Edson Aran - Os três gêneros (conspiração, sátira e fantasia) usam exatamente a mesma técnica, que é a subversão dos fatos para revelar uma verdade oculta. Na literatura mundial, temos como exemplos As viagens de Gulliver, de Jonathan Swift, e Gargântua e Pantagruel, de François Rabelais. Esta última, inclusive, teria inspirado a criação dos Illuminati (grupos secretos com origem na Alemanha, no século 18, e que ainda hoje são historicamente ligados a maquinações e conchavos nas altas esferas do poder).
O POVO - E quais as conspirações que mais te fascinam?
Edson Aran - A mostrada no O Código Da Vinci, livro do Dan Brown, em que é explorada uma história religiosa alternativa, tendo como enredo central a ideia de os reis merovíngios da França eram descendentes da linhagem de Jesus Cristo e Maria Madalena. No Brasil, me interessa muito uma história passada na década de 70, quando um objeto luminoso foi avistado em Colares (no Pará), e que causou vários sintomas físicos nos moradores que tiveram contato com a luz misteriosa. Como era época da Ditadura, o caso foi investigado pela Aeronáutica e o Serviço Nacional de Informações (SNI), e até hoje não foi divulgado nada, apesar de ter muitos documentos. É uma história muito melhor do que outras que fizeram mais sucesso, como a do ET de Varginha, por exemplo, ou da Área 51, nos EUA.

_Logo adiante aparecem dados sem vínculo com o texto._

use acton_query::config::Config;
use anyhow::{Context, Result};

use super::Outcome;

pub fn execute(config: &Config) -> Result<Outcome> {
    print!("{}", render(config)?);
    Ok(Outcome::Done)
}

fn render(config: &Config) -> Result<String> {
    config
        .to_toml()
        .context("Failed to render configuration as TOML")
}

#[cfg(test)]
mod tests {
    use super::*;

    #[test]
    fn test_render_default() {
        let rendered = render(&Config::default()).unwrap();
        assert!(rendered.contains("[query]"));
        assert!(rendered.contains("default_page_size = 20"));
        assert!(rendered.contains("[logging]"));
        assert!(rendered.contains("level = \"info\""));
    }
}
impl<T, S, C> Repository<T> for GenericRepository<T, S, C>
where
    T: Entity,
    S: DataSource<T>,
    C: ChangeTracker<T>,
{
    #[tracing::instrument(skip_all, fields(entity = T::TYPE_NAME, id = %id))]
    async fn get_by_id(
        &self,
        id: &T::Id,
        cancel: &CancellationToken,
    ) -> RepositoryResult<Option<T>> {
        let found = self
            .source
            .get(id, cancel)
            .await
            .map_err(|e| context::<T>(e, RepositoryOperation::GetById, None))?;
        debug!(found = found.is_some(), "lookup finished");
        Ok(found)
    }

    #[tracing::instrument(skip_all, fields(entity = T::TYPE_NAME, id = %id))]
    async fn exists(&self, id: &T::Id, cancel: &CancellationToken) -> RepositoryResult<bool> {
        self.source
            .get(id, cancel)
            .await
            .map(|found| found.is_some())
            .map_err(|e| context::<T>(e, RepositoryOperation::Exists, None))
    }

    #[tracing::instrument(skip_all, fields(entity = T::TYPE_NAME))]
    async fn list_all(&self, cancel: &CancellationToken) -> RepositoryResult<Vec<T>> {
        let items = self
            .source
            .scan(None, cancel)
            .await
            .map_err(|e| context::<T>(e, RepositoryOperation::ListAll, None))?;
        debug!(returned = items.len(), "listed all");
        Ok(items)
    }

    #[tracing::instrument(skip_all, fields(entity = T::TYPE_NAME, spec = %spec.describe()))]
    async fn find_by_specification(
        &self,
        spec: &Specification<T>,
        cancel: &CancellationToken,
    ) -> RepositoryResult<Vec<T>> {
        let operation = RepositoryOperation::FindBySpecification;
        self.check_includes(spec)
            .map_err(|e| context::<T>(e, operation, None))?;
        let items = evaluator::evaluate(&self.source, spec, cancel)
            .await
            .map_err(|e| context::<T>(e, operation, Some(&spec.describe())))?;
        debug!(returned = items.len(), "specification evaluated");
        Ok(items)
    }

    #[tracing::instrument(skip_all, fields(entity = T::TYPE_NAME, spec = %spec.describe()))]
    async fn count_by_specification(
        &self,
        spec: &Specification<T>,
        cancel: &CancellationToken,
    ) -> RepositoryResult<u64> {
        let operation = RepositoryOperation::CountBySpecification;
        let total = evaluator::count(&self.source, spec, cancel)
            .await
            .map_err(|e| context::<T>(e, operation, Some(&spec.describe())))?;
        debug!(total, "specification counted");
        Ok(total)
    }

    #[tracing::instrument(skip_all, fields(entity = T::TYPE_NAME, spec = %spec.describe()))]
    async fn find_page(
        &self,
        spec: &Specification<T>,
        cancel: &CancellationToken,
    ) -> RepositoryResult<Page<T>> {
        let operation = RepositoryOperation::FindPage;
        self.check_includes(spec)
            .map_err(|e| context::<T>(e, operation, None))?;
        let (total, items) = futures::future::try_join(
            evaluator::count(&self.source, spec, cancel),
            evaluator::evaluate(&self.source, spec, cancel),
        )
        .await
        .map_err(|e| context::<T>(e, operation, Some(&spec.describe())))?;
        debug!(total, returned = items.len(), "page evaluated");
        Ok(Page::new(items, total, spec.paging()))
    }

    #[tracing::instrument(skip_all, fields(entity = T::TYPE_NAME, id = %entity.id()))]
    async fn add(&self, entity: T, cancel: &CancellationToken) -> RepositoryResult<()> {
        self.stage(RepositoryOperation::Add, Change::Add(entity), cancel)
            .await
    }

    #[tracing::instrument(skip_all, fields(entity = T::TYPE_NAME, id = %entity.id()))]
    async fn update(&self, entity: T, cancel: &CancellationToken) -> RepositoryResult<()> {
        self.stage(RepositoryOperation::Update, Change::Update(entity), cancel)
            .await
    }

    #[tracing::instrument(skip_all, fields(entity = T::TYPE_NAME, id = %entity.id()))]
    async fn delete(&self, entity: &T, cancel: &CancellationToken) -> RepositoryResult<()> {
        self.stage(
            RepositoryOperation::Delete,
            Change::Delete(entity.id().clone()),
            cancel,
        )
        .await
    }
}

impl<T, S, C> HierarchySource<T::Id> for GenericRepository<T, S, C>
where
    T: Hierarchical,
    S: DataSource<T>,
    C: ChangeTracker<T>,
{
    /// Project every stored entity; the assembler keeps what the root reaches
    #[tracing::instrument(skip_all, fields(entity = T::TYPE_NAME, root = %root))]
    async fn minimal_nodes(
        &self,
        root: &T::Id,
        cancel: &CancellationToken,
    ) -> RepositoryResult<Vec<MinimalNode<T::Id>>> {
        let nodes: Vec<_> = self
            .source
            .scan(None, cancel)
            .await
            .map_err(|e| context::<T>(e, RepositoryOperation::BuildTree, None))?
            .iter()
            .map(Hierarchical::node)
            .collect();
        debug!(returned = nodes.len(), "minimal projection loaded");
        Ok(nodes)
    }
}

O POVO - Apesar de muitas pessoas não levarem a sério as teorias da conspiração, estamos vendo diversos episódios relacionados a elas, como as que têm a pandemia de Covid-19 como pano de fundo. O que você acha disso?
Edson Aran - Uma coisa é a pessoa inventar uma história sobre extraterrestres, abdução, seja lá o que for. Outra coisa é dizer que as vacinas não funcionam. Uma história de ET não tem potencial de matar ninguém, mas a mentira sobre a vacina, sim. Uma grande quantidade de pessoas passaram a desacreditar do efeito dos imunizantes e até a se recusar a tomá-los, e essa irracionalidade é encampada por setores políticos, o que é outro absurdo. E a internet contribuiu muito para isso. Antes dela, essas histórias surgiam em uma mesa de bar, todo mundo ria e no máximo ia parar em outra mesa de bar depois, a não ser naqueles casos em que a pessoa se dedicava a imprimir as narrativas e mandá-las pelos Correios em mala direta. Hoje elas têm um alcance bem maior porque é muito mais simples e barato de espalhar. É como diz aquela frase do Umberto Eco: “As mídias sociais deram o direito à fala a legiões de imbecis”.
O POVO - Além dos dois livros sobre conspirações, onde você já explorava a sua veia humorística, você tem uma obra mais recente, escrita durante a pandemia, chamada Histórias jamais contadas da literatura brasileira (2020). Você gosta mesmo é de um bom causo, ainda que inventado, não é?
Edson Aran - (Risos) acho que sim. Eu inventei histórias usando o estilo e a forma de escrever de cada autor. Foi assim que Pero Vaz de Caminha acabou escrevendo guias turísticos do Brasil, o Machado de Assis se estranhou com José de Alencar e o Nelson Rodrigues se apaixonou por uma mulher comunista do calcanhar sujo, que é a minha história preferida.